Collected data:
+ + + + +

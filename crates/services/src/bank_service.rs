use std::sync::Arc;

use quiz_core::QuestionBank;
use storage::QuestionSource;

/// Fetches the question document once and normalizes it.
///
/// Any source failure is reported as an empty bank, the uniform "data
/// unavailable" signal for callers.
#[derive(Clone)]
pub struct QuestionBankService {
    source: Arc<dyn QuestionSource>,
}

impl QuestionBankService {
    #[must_use]
    pub fn new(source: Arc<dyn QuestionSource>) -> Self {
        Self { source }
    }

    pub async fn load(&self) -> QuestionBank {
        match self.source.fetch().await {
            Ok(raw) => quiz_core::load_str(&raw),
            Err(err) => {
                tracing::warn!(source = %self.source.describe(), %err, "question data unavailable");
                QuestionBank::empty()
            }
        }
    }
}
use dioxus::prelude::*;

use crate::context::AppContext;
use crate::views::QuizView;

#[component]
pub fn App() -> Element {
    let ctx = use_context::<AppContext>();
    let title = ctx.app_name().to_string();

    rsx! {
        document::Stylesheet { href: asset!("/assets/style.css") }

        // Stable OS/window title.
        document::Title { "{title}" }

        div { class: "app-root",
            ErrorBoundary {
                handle_error: |errors: ErrorContext| rsx! {
                    div { class: "fatal",
                        h1 { "Something went wrong" }
                        pre { "{errors:?}" }
                    }
                },
                QuizView {}
            }
        }
    }
}
use serde::{Deserialize, Serialize};
use std::fmt;
use std::str::FromStr;
use thiserror::Error;

/// Label identifying one answer option within a question (e.g. `"A"`).
///
/// Labels are trimmed and never empty. Ordering is lexical so labels can live
/// in ordered sets.
#[derive(Clone, PartialEq, Eq, Hash, PartialOrd, Ord, Serialize, Deserialize)]
#[serde(try_from = "String", into = "String")]
pub struct AnswerLabel(String);

impl AnswerLabel {
    /// Create a validated label.
    ///
    /// # Errors
    ///
    /// Returns `LabelError::Empty` if the label is empty after trimming.
    pub fn new(value: impl Into<String>) -> Result<Self, LabelError> {
        let raw = value.into();
        let trimmed = raw.trim();
        if trimmed.is_empty() {
            return Err(LabelError::Empty);
        }
        Ok(Self(trimmed.to_string()))
    }

    #[must_use]
    pub fn as_str(&self) -> &str {
        &self.0
    }
}

#[derive(Debug, Error, Clone, PartialEq, Eq)]
#[non_exhaustive]
pub enum LabelError {
    #[error("answer label cannot be empty")]
    Empty,
}

impl TryFrom<String> for AnswerLabel {
    type Error = LabelError;

    fn try_from(value: String) -> Result<Self, Self::Error> {
        Self::new(value)
    }
}

impl From<AnswerLabel> for String {
    fn from(label: AnswerLabel) -> Self {
        label.0
    }
}

impl FromStr for AnswerLabel {
    type Err = LabelError;

    fn from_str(s: &str) -> Result<Self, Self::Err> {
        Self::new(s)
    }
}

impl fmt::Debug for AnswerLabel {
    fn fmt(&self, f: &mut fmt::Formatter<'_>) -> fmt::Result {
        write!(f, "AnswerLabel({})", self.0)
    }
}

impl fmt::Display for AnswerLabel {
    fn fmt(&self, f: &mut fmt::Formatter<'_>) -> fmt::Result {
        write!(f, "{}", self.0)
    }
}

#[cfg(test)]
mod tests {
    use super::*;

    #[test]
    fn label_is_trimmed() {
        let label = AnswerLabel::new("  B ").unwrap();
        assert_eq!(label.as_str(), "B");
        assert_eq!(label.to_string(), "B");
    }

    #[test]
    fn blank_label_is_rejected() {
        assert_eq!(AnswerLabel::new("   ").unwrap_err(), LabelError::Empty);
        assert!("".parse::<AnswerLabel>().is_err());
    }

    #[test]
    fn label_deserializes_through_validation() {
        let label: AnswerLabel = serde_json::from_str("\" C\"").unwrap();
        assert_eq!(label.as_str(), "C");
        assert!(serde_json::from_str::<AnswerLabel>("\"\"").is_err());
    }
}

+ + + + +

=== Assignment ===
Begin with the line above that has "pub async fn" and continue through the line that has "let ctx = use_context::<AppContext>();", setting each one down exactly. Stop there.

=== Result for this task ===
    pub async fn load(&self) -> QuestionBank {
        match self.source.fetch().await {
            Ok(raw) => quiz_core::load_str(&raw),
            Err(err) => {
                tracing::warn!(source = %self.source.describe(), %err, "question data unavailable");
                QuestionBank::empty()
            }
        }
    }
}
use dioxus::prelude::*;

use crate::context::AppContext;
use crate::views::QuizView;

#[component]
pub fn App() -> Element {
    let ctx = use_context::<AppContext>();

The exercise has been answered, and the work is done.